How pathetic, how sick and twisted it is to be comparing the statistics on slaughtered children between one place and the next. But does anything better signify the fact that we consider the Palestinians to be scum? What are the kids of Gaza worth anyway?
“We live in a racist world where powers act only out of their own geo-political interests,” added Shahd.
“We have a messed-up system, so messed up that if these crimes are allowed for the Palestinians – we may be got out of sight – but the target will move to another people. We are living through one of the darkest times in history.
“The people there [in Gaza] have seen, have felt nothing like this before in terms of the amount of bombs and munitions that are being dropped on them, nothing. I feel dehumanised in every sense. I can’t tolerate another day.
“We have been killed in our thousands before – and what happened then? Nobody is doing anything? Well, what did they do before? At least refugees should be able to go home, my people should be able to move around their own country without fear, their homes shouldn’t be their graves.
“I’m finding it hard that we still need to do the convincing that what is happening is an injustice. If there are decent humane people reading about the family of Huda, how could they not be so moved that they would try to make this stop, do something, anything?”
Timing his trip deftly with a couple of by-election defeats back home, British prime minister Rishi Sunak was in the Middle East on Thursday, and he decided to get all Churchillian on the darkness theme in Jerusalem.
“I’m proud to stand here with you in Israel’s darkest hour. As your friend, we will stand with you in solidarity, we will stand with your people, and we also want you to win,” Sunak said in a joint press conference with Bibi.
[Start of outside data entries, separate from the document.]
use std::{fmt, time::Duration};

use crate::chat::ChatParsing;

/// Everything needed to open and authenticate a [crate::client::Client].
#[derive(Clone)]
pub struct ClientConfig {
    pub host: String,
    pub port: u16,
    pub password: String,
    /// For servers that never answer the empty check packet used to detect
    /// the end of a multi-packet response (Factorio, for one).
    pub single_packet_mode: bool,
    /// Applies to connect plus auth, and separately to each command.
    pub timeout: Option<Duration>,
    pub chat_parsing: ChatParsing,
    /// How many zero-length reads to tolerate before the connection is
    /// considered closed.
    pub max_empty_reads: usize,
}

impl ClientConfig {
    pub const DEFAULT_PORT: u16 = 27015;
    pub const DEFAULT_MAX_EMPTY_READS: usize = 64;

    pub fn new(host: impl Into<String>, password: impl Into<String>) -> Self {
        ClientConfig {
            host: host.into(),
            port: Self::DEFAULT_PORT,
            password: password.into(),
            single_packet_mode: false,
            timeout: None,
            chat_parsing: ChatParsing::default(),
            max_empty_reads: Self::DEFAULT_MAX_EMPTY_READS,
        }
    }

    pub fn port(mut self, port: u16) -> Self {
        self.port = port;
        self
    }

    pub fn single_packet_mode(mut self, enabled: bool) -> Self {
        self.single_packet_mode = enabled;
        self
    }

    pub fn timeout(mut self, timeout: Duration) -> Self {
        self.timeout = Some(timeout);
        self
    }

    pub fn chat_parsing(mut self, mode: ChatParsing) -> Self {
        self.chat_parsing = mode;
        self
    }

    pub fn max_empty_reads(mut self, reads: usize) -> Self {
        self.max_empty_reads = reads;
        self
    }

    /// `host:port`, ready for [tokio::net::TcpStream::connect].
    pub fn address(&self) -> String {
        format!("{}:{}", self.host, self.port)
    }
}

// keep the password out of logs
impl fmt::Debug for ClientConfig {
    fn fmt(&self, f: &mut fmt::Formatter<'_>) -> fmt::Result {
        f.debug_struct("ClientConfig")
            .field("host", &self.host)
            .field("port", &self.port)
            .field("password", &"<redacted>")
            .field("single_packet_mode", &self.single_packet_mode)
            .field("timeout", &self.timeout)
            .field("chat_parsing", &self.chat_parsing)
            .field("max_empty_reads", &self.max_empty_reads)
            .finish()
    }
}

#[cfg(test)]
mod tests {
    use super::*;

    #[test]
    fn defaults_to_source_port() {
        let config = ClientConfig::new("dev.viora.sh", "hunter2");
        assert_eq!(config.address(), "dev.viora.sh:27015");
        assert!(!config.single_packet_mode);
        assert_eq!(config.chat_parsing, ChatParsing::Strict);
        assert_eq!(config.timeout, None);
    }

    #[test]
    fn builder_overrides() {
        let config = ClientConfig::new("localhost", "pw")
            .port(34198)
            .single_packet_mode(true)
            .timeout(Duration::from_secs(3))
            .chat_parsing(ChatParsing::Lenient)
            .max_empty_reads(1);
        assert_eq!(config.address(), "localhost:34198");
        assert!(config.single_packet_mode);
        assert_eq!(config.timeout, Some(Duration::from_secs(3)));
        assert_eq!(config.max_empty_reads, 1);
    }

    #[test]
    fn debug_hides_password() {
        let config = ClientConfig::new("localhost", "hunter2");
        assert!(!format!("{:?}", config).contains("hunter2"));
    }
}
But who is it Sunak wants Israel to win against? Who is it that he wants the Israeli team to smash and grind down to powder? Is it the family of Shahd Abuslama, herself a British citizen? What about the Gaza-confined in-laws of Scotland’s first minister Hamza Yousuf? Must they die so Sunak can celebrate? Are the dead of Al-Saftawi Street a sure sign of progress?
“Even here, politicians like him, they are fuelling hatred among their own populations,” said Shahd of Sunak.
“They don’t care for us, they don’t see us as humans, they see us a problem.”
When the killing does stop, wise men like Rishi will say that what Gaza needs now more than ever before is educators and medicine women and tellers of uncomfortable truths – just not those like Huda Hamada and her daughter Iman and her son Muhammad, because they are gone, and the things they could have said if they were spared may have been just too uncomfortable to stomach.